Coincidence? Perhaps not. In a culture where, as discussed above, the approach of legal majority means that children are expected to leave the nest, how better to prepare for this huge change than by acting in a way that makes your parents WANT you to leave, and that makes you want to leave THEM?
That said, Mother Amazing’s question contains the seeds of its own answer. If you have no common interests with your children, now is a good time to get some. It’s unlikely they will come around to YOUR interests at this time in their lives, so find out what their interests are, and get involved. (An added bonus is that if your children’s interests consist of things you don’t consider savory, such as piercing their entire bodies, or having ancient symbols of dubious meaning tattooed on their shins, then any genuine interest that you as parent show in such activities will serve to make your children run screaming from the room and never want to be involved in that subject again. Touché. ) If your children are glued to their electronic devices, then you, Mom, should be glued to yours. Don’t try to talk to them. Don’t respond if they talk to you verbally. Only respond to them if they contact you by text message. And only contact them by text message as well. Then when they complain loudly, “Mom, I was late to school because you didn’t come into my room and wake me up” you simply text them back that you texted them three times this morning at 6 AM telling them to wake up.

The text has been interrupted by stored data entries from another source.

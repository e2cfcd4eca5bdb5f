//! Question workbooks.
//!
//! Each row of the selected worksheet is one question: column A holds the
//! question text, column B the answer.

use std::path::Path;

use tracing::{debug, warn};

use super::parsers::workbook_parser::{SheetEntry, parse_workbook_xml};
use super::parsers::worksheet_parser::{Row, parse_worksheet_xml};
use super::shared_strings::SharedStrings;
use crate::common::{Error, Result};
use crate::ooxml::opc::constants::relationship_type;
use crate::ooxml::opc::{PackURI, Package, Relationships};
use crate::pairing::Question;
use crate::quiz::QuestionSource;

const QUESTION_COLUMN: u32 = 1;
const ANSWER_COLUMN: u32 = 2;

/// Which rows of which sheet become questions.
#[derive(Debug, Clone, Default, PartialEq, Eq)]
pub struct ReadOptions {
    /// Worksheet name; the first worksheet when `None`
    pub sheet: Option<String>,
    /// Rows numbered up to and including this are ignored (e.g. 1 for a
    /// header row)
    pub skip_rows: usize,
}

/// An `.xlsx` workbook holding a question pool.
#[derive(Debug)]
pub struct QuestionWorkbook {
    package: Package,
    rels: Relationships,
    sheets: Vec<SheetEntry>,
    shared_strings: SharedStrings,
    options: ReadOptions,
}

impl QuestionWorkbook {
    /// Open a workbook file.
    pub fn open<P: AsRef<Path>>(path: P) -> Result<Self> {
        Self::from_package(Package::open(path)?)
    }

    /// Load a workbook from bytes in memory.
    pub fn from_bytes(bytes: &[u8]) -> Result<Self> {
        Self::from_package(Package::from_bytes(bytes)?)
    }

    fn from_package(package: Package) -> Result<Self> {
        let workbook_uri = package.main_document_uri().map_err(|e| {
            Error::ComponentNotFound(format!("workbook part: {}", e))
        })?;
        if !package.contains(&workbook_uri) {
            return Err(Error::ComponentNotFound(format!(
                "workbook part {} is missing",
                workbook_uri
            )));
        }

        let sheets = parse_workbook_xml(package.part_str(&workbook_uri)?);
        let rels = package.rels_for(&workbook_uri)?;

        let shared_strings = match rels.first_of_type(relationship_type::SHARED_STRINGS) {
            Ok(rel) => {
                let uri = rels.target_partname(rel)?;
                SharedStrings::parse(package.part_str(&uri)?)
            },
            Err(_) => SharedStrings::default(),
        };

        debug!(
            sheets = sheets.len(),
            shared_strings = shared_strings.len(),
            "opened workbook"
        );

        Ok(Self {
            package,
            rels,
            sheets,
            shared_strings,
            options: ReadOptions::default(),
        })
    }

    /// Use `options` when reading questions.
    pub fn with_options(mut self, options: ReadOptions) -> Self {
        self.options = options;
        self
    }

    #[inline]
    pub fn options(&self) -> &ReadOptions {
        &self.options
    }

    /// Worksheet names in tab order.
    pub fn sheet_names(&self) -> Vec<&str> {
        self.sheets.iter().map(|s| s.name.as_str()).collect()
    }

    /// All rows of a worksheet (the first one when `name` is `None`).
    pub fn rows(&self, name: Option<&str>) -> Result<Vec<Row>> {
        let sheet = self.sheet(name)?;
        let rel = self.rels.get(&sheet.relationship_id).ok_or_else(|| {
            Error::ComponentNotFound(format!(
                "relationship {} of sheet '{}'",
                sheet.relationship_id, sheet.name
            ))
        })?;
        if rel.reltype() != relationship_type::WORKSHEET {
            return Err(Error::Unsupported(format!(
                "sheet '{}' is not a worksheet ({})",
                sheet.name,
                rel.reltype()
            )));
        }

        let uri: PackURI = self.rels.target_partname(rel)?;
        parse_worksheet_xml(self.package.part_str(&uri)?, &self.shared_strings)
    }

    fn sheet(&self, name: Option<&str>) -> Result<&SheetEntry> {
        match name {
            Some(name) => self.sheets.iter().find(|s| s.name == name).ok_or_else(|| {
                Error::ComponentNotFound(format!(
                    "sheet '{}' (available: {})",
                    name,
                    self.sheet_names().join(", ")
                ))
            }),
            None => self
                .sheets
                .first()
                .ok_or_else(|| Error::ComponentNotFound("workbook has no sheets".to_string())),
        }
    }
}

impl QuestionSource for QuestionWorkbook {
    fn questions(&self) -> Result<Vec<Question>> {
        let rows = self.rows(self.options.sheet.as_deref())?;
        let mut questions = Vec::with_capacity(rows.len());

        for row in rows {
            if (row.index as usize) <= self.options.skip_rows {
                continue;
            }
            let question = row.text(QUESTION_COLUMN);
            let answer = row.text(ANSWER_COLUMN);
            if question.is_empty() && answer.is_empty() {
                warn!(row = row.index, "skipping row without question or answer");
                continue;
            }
            questions.push(Question::new(question, answer));
        }

        debug!(questions = questions.len(), "read question pool");
        Ok(questions)
    }
}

As for rolling their eyes, did you know that it is actually written in the scripture of one of the world’s major religions, that teenagers are prohibited by Divine decree from saying ”oof” to their parents? And a very wise dictum it is. (Extra points for quoting not only which of the world’s scriptures this comes from, but also chapter and verse. Put it in the comments if you know the answer). From this we can see that the eye-rolling issue is not a new one, but has been going on ever since there were parents, and teens. Your children were not the first to have ever thought of this. There are many ways to address this, some more effective than others. You could have an “oof” jar where teens have to deposit some designated fee, every time they roll their eyes at you (of course, getting them to comply might just result in more eye rolling). You could just decide from here on in, never to walk into their room for any reason (such as, to wake them up in the morning, to give them medicine when sick, or to let them know that dinner is ready). When they eventually notice this and ask why, you could point out that their eye rolls made it clear your presence was not welcome, so you are honoring their wishes by staying away.

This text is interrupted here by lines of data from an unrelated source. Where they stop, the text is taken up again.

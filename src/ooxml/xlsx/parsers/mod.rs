//! XML parsing modules for Excel files.
//!
//! This module contains specialized parsers for the XML parts of an Excel
//! workbook (.xlsx) that questions are read from, plus the text-run helper
//! shared by string tables and inline strings.

pub mod workbook_parser;
pub mod worksheet_parser;

use crate::common::xml::{elements, unescape_xml};

/// Namespace prefix (with colon) the part uses for `root`, e.g. `x:` for
/// `<x:worksheet>`. Most producers use the default namespace and get `""`.
pub(crate) fn namespace_prefix<'a>(xml: &'a str, root: &str) -> &'a str {
    for lt in memchr::memchr_iter(b'<', xml.as_bytes()) {
        let rest = &xml[lt + 1..];
        let name_len = rest
            .find(|c: char| c.is_ascii_whitespace() || c == '>' || c == '/')
            .unwrap_or(rest.len());
        let name = &rest[..name_len];
        let prefix_len = name.rfind(':').map_or(0, |colon| colon + 1);
        if &name[prefix_len..] == root {
            return &rest[..prefix_len];
        }
    }
    ""
}

/// Plain text of a rich-text container (`<si>` or `<is>`).
///
/// The `<t>` runs are concatenated in order and unescaped. Phonetic runs
/// (`<rPh>`) carry reading hints, not cell text, and are left out.
pub fn text_runs(xml: &str, prefix: &str) -> String {
    let phonetic: Vec<(usize, usize)> = elements(xml, &format!("{}rPh", prefix))
        .map(|e| (e.start, e.end))
        .collect();

    let mut text = String::new();
    for run in elements(xml, &format!("{}t", prefix)) {
        if phonetic.iter().any(|&(start, end)| run.start > start && run.start < end) {
            continue;
        }
        text.push_str(&unescape_xml(run.text()));
    }
    text
}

Yes, darlings, call the little buggers on their bluff. They are all piss and bluster until someone needs a shirt pressed, or money for Disneyland, or a ride to the store. Perhaps in the delicate dance of raising a teenager, a Mother might employ some of the same strategies that worked in getting the father of said teenagers (who was perhaps, at that time, a teenager himself) to court her. Play hard to get, dear. Make them come to you. Keep them guessing. Keep them off-balance. Keep them wanting more.